Dans un monde numérique en constante évolution, où l’intelligence artificielle remodèle rapidement de nombreux aspects de la société, l’industrie musicale ne fait pas exception. Alors que l’IA semble prendre de plus en plus d’importance dans ce domaine créatif, une révélation intéressante a récemment été faite. Alex Reisner, journaliste à The Atlantic, a découvert comment d’immenses quantités de données musicales sont exploitées pour entraîner des modèles d’IA. Aujourd’hui, ces ensembles de données – quatre pour être précis – sont librement accessibles au public.

Si nous savons que deux de ces ensembles de données contiennent un nombre impressionnant de titres – respectivement jusqu’à 12 millions et 9 millions –, les deux autres, bien que comparativement plus modestes, renferment tout de même plus de 100 000 chansons chacun. C'est un véritable trésor de données mélodiques accumulées pour affiner les capacités de génération musicale de l'IA. Il s'agit d'un projet fascinant et complexe qui allie musique, science des données et apprentissage automatique – le tout au sein d'une grande symphonie.

Comme on peut l’imaginer, ces données musicales d’une telle ampleur ne sont pas restées inactives après que Reisner les a mises dans le domaine public. Des milliers de téléchargements ont suivi, ce qui laisse supposer l’existence d’un large éventail d’utilisateurs aux intérêts et aux objectifs variés. S’il est difficile de cerner l’identité ou les motivations de chaque téléchargeur, un fait notable est apparu : des géants technologiques de premier plan, tels que Google et Stability, ont admis exploiter ces ensembles de données pour leurs recherches. Cet aveu, rapporté dans des articles de recherche publiés, souligne une intersection cruciale entre la technologie et l’art, où les algorithmes apprennent à comprendre les contours complexes de la musique et, peut-être, à imiter, voire à transcender, la créativité humaine.

Certains trésors contenus dans ces bases de données musicales, comme celles du Free Music Archive, invitent d’innombrables utilisateurs à les écouter en streaming pour leur plaisir personnel. Bien que cette perspective soit séduisante, il est important de garder à l’esprit les restrictions liées aux droits d’auteur qui s’appliquent à ces explorations musicales potentielles. Une tension fascinante s’installe entre créativité et commerce, entre les questions de propriété intellectuelle et de droits d’auteur, d’une part, et les possibilités d’utilisation libre, d’autre part – le tout se jouant dans ce paysage musical imprégné d’IA.
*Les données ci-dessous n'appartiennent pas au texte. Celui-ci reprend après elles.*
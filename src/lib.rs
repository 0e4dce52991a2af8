#![doc = include_str!("../README.md")]

mod extent;
pub mod field;
pub mod format;
mod grid;
mod options;
pub mod points;
pub mod prelude;
mod write_vts;

pub use extent::{Extent, PointExtent};
pub use field::{Field, Fields};
pub use format::NumberFormat;
pub use grid::{flatten, GridBuffers, StructuredGrid};
pub use options::ExportOptions;
pub use points::{Coordinates, PointIter};

pub use write_vts::{export, export_with, write_vts, write_vts_file};

pub use ndarray;

pub use quick_xml::writer::Writer;

/// general purpose error enumeration for possible causes of failure.
///
/// Everything except `Io` and `Xml` is a problem with the input, and is reported before
/// anything is written.
#[derive(thiserror::Error, Debug)]
pub enum Error {
    #[error("An io error occurred: `{0}`")]
    Io(#[from] std::io::Error),
    #[error("Could not write XML data: `{0}`")]
    Xml(quick_xml::Error),
    #[error("Buffer `{buffer}` holds {len} values but the grid has {required} points")]
    ShortBuffer {
        buffer: String,
        len: usize,
        required: usize,
    },
    #[error("A Z buffer is required for a grid with {} layers of cells", .0.layers)]
    MissingZ(Extent),
    #[error("Field names cannot be empty")]
    EmptyFieldName,
    #[error("Field name {0:?} contains a control character")]
    ControlCharacterInName(String),
    #[error("Field `{0}` was given more than once")]
    DuplicateField(String),
    #[error("{names} field names were given for {arrays} field arrays")]
    FieldCountMismatch { names: usize, arrays: usize },
    #[error("Array `{array}` has shape {found:?}, expected {expected:?}")]
    ShapeMismatch {
        array: String,
        expected: [usize; 3],
        found: [usize; 3],
    },
    #[error("Array `{array}` has no points along axis {axis}")]
    EmptyAxis { array: String, axis: usize },
    #[error("The number of points in extent {0:?} does not fit in a usize")]
    ExtentOverflow(Extent),
}

impl From<quick_xml::Error> for Error {
    fn from(error: quick_xml::Error) -> Self {
        match error {
            quick_xml::Error::Io(io) => Error::Io(io),
            other => Error::Xml(other),
        }
    }
}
En conclusion, il est en effet fascinant de voir à quel point l’intelligence artificielle s’immisce progressivement dans divers aspects de notre vie, y compris la musique. Qu’il s’agisse d’entraîner des modèles pour améliorer les algorithmes de recommandation musicale ou de créer des synthèses entièrement nouvelles, ces ensembles de données constituent la preuve tangible de la quantité de musique que nos machines assimilent. Il reste à voir comment l’interaction entre la technologie et l’art va évoluer. Une chose semble toutefois très probable : l’avenir de la musique pourrait bien résider dans des mélodies composées par l’IA. La frontière entre la création humaine et la production par l’IA semble s’estomper, et nous semblons nous trouver à l’aube d’un nouveau monde technologique fascinant.